- Given records
+++

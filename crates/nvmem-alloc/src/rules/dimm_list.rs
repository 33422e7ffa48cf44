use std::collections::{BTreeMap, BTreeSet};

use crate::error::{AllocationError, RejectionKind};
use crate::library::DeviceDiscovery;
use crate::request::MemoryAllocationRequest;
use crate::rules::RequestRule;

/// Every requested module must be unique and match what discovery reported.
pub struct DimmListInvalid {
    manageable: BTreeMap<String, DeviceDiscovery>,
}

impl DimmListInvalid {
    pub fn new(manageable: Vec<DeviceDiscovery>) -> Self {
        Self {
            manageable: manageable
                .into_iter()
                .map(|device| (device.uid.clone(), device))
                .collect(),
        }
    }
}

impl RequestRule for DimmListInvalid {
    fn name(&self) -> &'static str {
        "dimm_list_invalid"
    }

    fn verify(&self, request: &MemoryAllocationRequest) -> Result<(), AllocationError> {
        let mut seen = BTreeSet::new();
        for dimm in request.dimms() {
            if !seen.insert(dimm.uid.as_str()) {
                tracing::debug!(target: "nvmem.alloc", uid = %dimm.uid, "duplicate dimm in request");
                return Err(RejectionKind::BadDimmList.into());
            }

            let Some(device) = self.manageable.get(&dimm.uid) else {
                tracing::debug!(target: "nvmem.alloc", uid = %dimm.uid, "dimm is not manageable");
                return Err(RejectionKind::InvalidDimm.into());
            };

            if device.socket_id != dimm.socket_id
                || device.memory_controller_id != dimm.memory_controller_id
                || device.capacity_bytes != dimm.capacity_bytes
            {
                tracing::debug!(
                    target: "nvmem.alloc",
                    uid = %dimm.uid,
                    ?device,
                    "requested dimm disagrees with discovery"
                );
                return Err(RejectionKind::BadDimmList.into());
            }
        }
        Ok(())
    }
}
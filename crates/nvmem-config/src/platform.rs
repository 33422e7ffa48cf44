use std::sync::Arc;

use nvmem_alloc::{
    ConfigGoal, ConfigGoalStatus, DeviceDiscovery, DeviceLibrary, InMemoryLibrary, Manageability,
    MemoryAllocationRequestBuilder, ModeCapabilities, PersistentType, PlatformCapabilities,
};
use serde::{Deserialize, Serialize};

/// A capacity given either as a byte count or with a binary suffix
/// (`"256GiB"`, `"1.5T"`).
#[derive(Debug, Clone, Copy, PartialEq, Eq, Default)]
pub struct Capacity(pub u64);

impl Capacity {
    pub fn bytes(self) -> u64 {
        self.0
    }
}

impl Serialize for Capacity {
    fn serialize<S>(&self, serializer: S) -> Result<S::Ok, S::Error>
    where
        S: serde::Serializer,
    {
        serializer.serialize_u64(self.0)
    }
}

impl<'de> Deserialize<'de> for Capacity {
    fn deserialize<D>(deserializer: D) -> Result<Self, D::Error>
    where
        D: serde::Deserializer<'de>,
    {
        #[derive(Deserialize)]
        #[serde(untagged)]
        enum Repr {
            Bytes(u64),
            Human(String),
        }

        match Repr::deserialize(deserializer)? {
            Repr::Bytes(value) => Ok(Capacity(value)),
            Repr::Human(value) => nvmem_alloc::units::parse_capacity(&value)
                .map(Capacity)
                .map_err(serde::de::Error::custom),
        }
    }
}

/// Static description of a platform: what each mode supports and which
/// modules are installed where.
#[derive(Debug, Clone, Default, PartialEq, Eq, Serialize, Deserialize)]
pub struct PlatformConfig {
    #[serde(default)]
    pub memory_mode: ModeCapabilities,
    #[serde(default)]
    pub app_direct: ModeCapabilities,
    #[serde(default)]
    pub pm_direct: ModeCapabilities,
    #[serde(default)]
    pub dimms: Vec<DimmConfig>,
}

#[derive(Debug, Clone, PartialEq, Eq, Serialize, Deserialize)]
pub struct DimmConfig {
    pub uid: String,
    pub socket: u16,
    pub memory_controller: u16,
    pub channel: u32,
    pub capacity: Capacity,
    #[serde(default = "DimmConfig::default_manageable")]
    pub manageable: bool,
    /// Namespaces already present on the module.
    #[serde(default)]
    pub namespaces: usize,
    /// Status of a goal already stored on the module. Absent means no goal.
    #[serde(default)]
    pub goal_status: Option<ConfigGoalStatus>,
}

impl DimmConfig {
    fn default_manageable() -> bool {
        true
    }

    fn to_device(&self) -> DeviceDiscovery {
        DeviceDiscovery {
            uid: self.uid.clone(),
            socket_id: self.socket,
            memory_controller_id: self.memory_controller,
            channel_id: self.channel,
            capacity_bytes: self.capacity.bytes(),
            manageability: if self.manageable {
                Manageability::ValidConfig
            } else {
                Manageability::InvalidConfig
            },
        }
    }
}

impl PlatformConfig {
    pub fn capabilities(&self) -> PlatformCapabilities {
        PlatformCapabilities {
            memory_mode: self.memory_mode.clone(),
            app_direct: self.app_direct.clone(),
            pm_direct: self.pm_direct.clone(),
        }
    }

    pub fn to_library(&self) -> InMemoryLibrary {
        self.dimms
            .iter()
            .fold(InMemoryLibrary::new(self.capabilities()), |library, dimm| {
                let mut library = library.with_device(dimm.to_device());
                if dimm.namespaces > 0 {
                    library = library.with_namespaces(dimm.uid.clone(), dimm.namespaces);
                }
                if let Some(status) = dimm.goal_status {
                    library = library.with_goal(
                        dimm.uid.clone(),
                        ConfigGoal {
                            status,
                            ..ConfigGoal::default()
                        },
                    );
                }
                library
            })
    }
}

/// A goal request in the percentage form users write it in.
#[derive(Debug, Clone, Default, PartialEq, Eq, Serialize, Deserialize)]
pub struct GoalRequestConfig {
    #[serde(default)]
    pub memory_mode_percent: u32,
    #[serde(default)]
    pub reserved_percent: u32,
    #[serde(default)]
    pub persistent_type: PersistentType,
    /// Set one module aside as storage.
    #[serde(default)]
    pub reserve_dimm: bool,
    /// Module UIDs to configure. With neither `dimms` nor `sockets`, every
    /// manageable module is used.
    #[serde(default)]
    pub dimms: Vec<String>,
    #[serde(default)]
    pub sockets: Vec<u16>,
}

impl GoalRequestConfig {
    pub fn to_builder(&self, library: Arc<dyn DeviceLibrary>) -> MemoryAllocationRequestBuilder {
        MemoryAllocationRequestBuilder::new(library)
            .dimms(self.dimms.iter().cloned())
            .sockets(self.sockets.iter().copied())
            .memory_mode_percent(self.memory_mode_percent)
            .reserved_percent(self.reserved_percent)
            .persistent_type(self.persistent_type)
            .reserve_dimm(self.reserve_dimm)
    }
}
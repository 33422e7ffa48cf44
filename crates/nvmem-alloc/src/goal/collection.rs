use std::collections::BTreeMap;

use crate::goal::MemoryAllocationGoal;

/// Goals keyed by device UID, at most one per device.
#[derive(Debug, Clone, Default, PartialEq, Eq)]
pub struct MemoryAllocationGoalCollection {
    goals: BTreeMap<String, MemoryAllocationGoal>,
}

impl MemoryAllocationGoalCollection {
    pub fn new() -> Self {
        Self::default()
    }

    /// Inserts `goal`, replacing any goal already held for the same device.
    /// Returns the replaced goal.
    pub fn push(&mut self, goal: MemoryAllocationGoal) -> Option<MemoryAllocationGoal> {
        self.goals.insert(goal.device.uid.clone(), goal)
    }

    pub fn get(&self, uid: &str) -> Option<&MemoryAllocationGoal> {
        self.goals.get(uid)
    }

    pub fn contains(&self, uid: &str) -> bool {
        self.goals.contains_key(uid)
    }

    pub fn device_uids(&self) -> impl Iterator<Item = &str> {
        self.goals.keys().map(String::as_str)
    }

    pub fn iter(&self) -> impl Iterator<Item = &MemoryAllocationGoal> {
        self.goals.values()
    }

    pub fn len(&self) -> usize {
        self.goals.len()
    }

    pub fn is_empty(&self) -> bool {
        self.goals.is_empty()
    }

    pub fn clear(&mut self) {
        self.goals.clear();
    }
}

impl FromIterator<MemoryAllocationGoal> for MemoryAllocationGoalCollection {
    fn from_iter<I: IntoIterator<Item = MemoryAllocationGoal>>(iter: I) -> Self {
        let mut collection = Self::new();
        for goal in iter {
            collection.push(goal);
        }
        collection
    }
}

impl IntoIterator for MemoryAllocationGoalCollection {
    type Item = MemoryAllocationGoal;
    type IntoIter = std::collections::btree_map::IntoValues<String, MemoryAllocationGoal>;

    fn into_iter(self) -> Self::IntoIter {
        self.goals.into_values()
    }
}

+++

- Activity
Reproduce every line above containing "requested".

- Completed exercise
/// Every requested module must be unique and match what discovery reported.
                    "requested dimm disagrees with discovery"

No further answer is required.